§ WHAT IS NEEDED:
For the listing below, report all lines that hold the word "negative".

§ AVAILABLE DATA:
☆ ☆ ☆

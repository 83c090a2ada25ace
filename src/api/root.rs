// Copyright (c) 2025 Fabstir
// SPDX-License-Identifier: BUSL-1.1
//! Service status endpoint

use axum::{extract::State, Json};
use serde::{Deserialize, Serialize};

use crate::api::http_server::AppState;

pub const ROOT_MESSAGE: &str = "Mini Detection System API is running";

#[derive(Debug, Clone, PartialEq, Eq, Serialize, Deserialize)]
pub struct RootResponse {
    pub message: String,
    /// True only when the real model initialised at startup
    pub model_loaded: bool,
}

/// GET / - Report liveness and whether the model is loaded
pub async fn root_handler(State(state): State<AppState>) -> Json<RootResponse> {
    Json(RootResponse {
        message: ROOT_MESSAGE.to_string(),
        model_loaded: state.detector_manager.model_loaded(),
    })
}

☆ ☆ ☆

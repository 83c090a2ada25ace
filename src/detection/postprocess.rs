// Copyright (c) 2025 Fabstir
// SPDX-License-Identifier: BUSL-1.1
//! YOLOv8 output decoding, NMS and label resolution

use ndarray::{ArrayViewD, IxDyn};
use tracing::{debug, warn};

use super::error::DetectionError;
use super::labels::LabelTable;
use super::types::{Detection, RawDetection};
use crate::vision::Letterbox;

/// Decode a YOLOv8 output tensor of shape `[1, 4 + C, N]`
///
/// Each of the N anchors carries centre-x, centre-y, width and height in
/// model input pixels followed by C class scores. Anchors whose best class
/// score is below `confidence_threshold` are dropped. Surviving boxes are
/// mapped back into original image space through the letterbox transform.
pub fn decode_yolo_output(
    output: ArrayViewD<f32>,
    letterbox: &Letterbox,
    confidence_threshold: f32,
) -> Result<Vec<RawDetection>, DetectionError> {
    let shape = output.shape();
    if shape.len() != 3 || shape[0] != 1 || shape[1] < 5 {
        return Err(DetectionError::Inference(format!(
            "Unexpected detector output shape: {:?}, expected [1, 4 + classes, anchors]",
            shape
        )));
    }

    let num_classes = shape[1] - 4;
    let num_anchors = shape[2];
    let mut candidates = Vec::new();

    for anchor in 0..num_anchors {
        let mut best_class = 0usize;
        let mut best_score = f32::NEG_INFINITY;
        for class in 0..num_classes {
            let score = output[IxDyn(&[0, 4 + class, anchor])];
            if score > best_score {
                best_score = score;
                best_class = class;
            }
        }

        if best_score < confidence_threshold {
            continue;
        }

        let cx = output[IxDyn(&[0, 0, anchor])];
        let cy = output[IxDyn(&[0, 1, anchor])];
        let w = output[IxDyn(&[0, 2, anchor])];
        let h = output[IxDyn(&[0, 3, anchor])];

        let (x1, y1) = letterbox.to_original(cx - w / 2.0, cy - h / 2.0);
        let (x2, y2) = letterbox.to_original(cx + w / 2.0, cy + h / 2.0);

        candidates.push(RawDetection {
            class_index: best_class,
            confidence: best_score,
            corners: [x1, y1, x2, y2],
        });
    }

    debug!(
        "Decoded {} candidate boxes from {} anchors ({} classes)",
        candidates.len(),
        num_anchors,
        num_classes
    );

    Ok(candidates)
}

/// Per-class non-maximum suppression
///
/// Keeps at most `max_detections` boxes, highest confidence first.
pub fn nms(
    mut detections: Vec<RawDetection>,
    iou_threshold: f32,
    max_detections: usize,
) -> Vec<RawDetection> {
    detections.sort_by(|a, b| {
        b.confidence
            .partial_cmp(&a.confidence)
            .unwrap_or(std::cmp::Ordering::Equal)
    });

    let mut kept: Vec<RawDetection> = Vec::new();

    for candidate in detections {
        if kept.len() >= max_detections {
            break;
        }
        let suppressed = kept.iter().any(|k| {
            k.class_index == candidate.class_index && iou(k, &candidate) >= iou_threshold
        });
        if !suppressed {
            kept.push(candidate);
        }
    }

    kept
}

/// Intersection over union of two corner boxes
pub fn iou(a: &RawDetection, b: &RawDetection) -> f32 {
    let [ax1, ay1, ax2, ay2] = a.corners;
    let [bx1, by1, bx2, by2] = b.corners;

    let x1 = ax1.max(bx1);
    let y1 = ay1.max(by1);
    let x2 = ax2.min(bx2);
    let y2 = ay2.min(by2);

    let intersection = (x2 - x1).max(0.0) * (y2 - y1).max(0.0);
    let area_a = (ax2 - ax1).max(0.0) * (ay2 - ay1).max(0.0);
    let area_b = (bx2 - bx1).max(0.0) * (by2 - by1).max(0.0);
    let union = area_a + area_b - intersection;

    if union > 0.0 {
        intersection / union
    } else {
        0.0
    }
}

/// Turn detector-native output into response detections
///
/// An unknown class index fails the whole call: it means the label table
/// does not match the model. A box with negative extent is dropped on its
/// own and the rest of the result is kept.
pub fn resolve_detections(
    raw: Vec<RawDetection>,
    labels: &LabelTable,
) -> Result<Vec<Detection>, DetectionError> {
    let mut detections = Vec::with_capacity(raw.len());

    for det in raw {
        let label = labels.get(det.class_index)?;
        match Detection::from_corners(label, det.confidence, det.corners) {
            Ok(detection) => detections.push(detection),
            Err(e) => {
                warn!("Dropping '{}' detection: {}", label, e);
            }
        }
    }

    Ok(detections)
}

☆ ☆ ☆

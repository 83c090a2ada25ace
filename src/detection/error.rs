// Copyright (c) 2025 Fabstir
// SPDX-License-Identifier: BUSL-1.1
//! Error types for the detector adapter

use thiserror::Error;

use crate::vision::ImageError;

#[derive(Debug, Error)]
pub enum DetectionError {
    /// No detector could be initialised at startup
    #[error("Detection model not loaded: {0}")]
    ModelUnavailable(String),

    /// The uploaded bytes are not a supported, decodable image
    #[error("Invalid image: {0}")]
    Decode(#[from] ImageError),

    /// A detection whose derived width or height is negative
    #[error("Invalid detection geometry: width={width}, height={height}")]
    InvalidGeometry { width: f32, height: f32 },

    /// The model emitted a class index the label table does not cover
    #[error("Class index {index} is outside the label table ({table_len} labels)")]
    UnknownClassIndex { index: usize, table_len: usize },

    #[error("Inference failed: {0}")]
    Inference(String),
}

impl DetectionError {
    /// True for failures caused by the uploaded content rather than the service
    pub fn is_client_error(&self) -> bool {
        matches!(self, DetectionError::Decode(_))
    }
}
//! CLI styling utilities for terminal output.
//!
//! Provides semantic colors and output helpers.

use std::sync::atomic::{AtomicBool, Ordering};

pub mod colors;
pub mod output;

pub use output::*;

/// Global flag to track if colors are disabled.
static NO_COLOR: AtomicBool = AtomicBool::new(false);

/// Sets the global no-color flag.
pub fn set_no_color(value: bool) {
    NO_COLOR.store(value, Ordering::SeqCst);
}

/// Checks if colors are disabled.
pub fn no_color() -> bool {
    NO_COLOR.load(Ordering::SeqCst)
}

☆ ☆ ☆

§ TASK OUTPUT:
/// does not match the model. A box with negative extent is dropped on its
    /// A detection whose derived width or height is negative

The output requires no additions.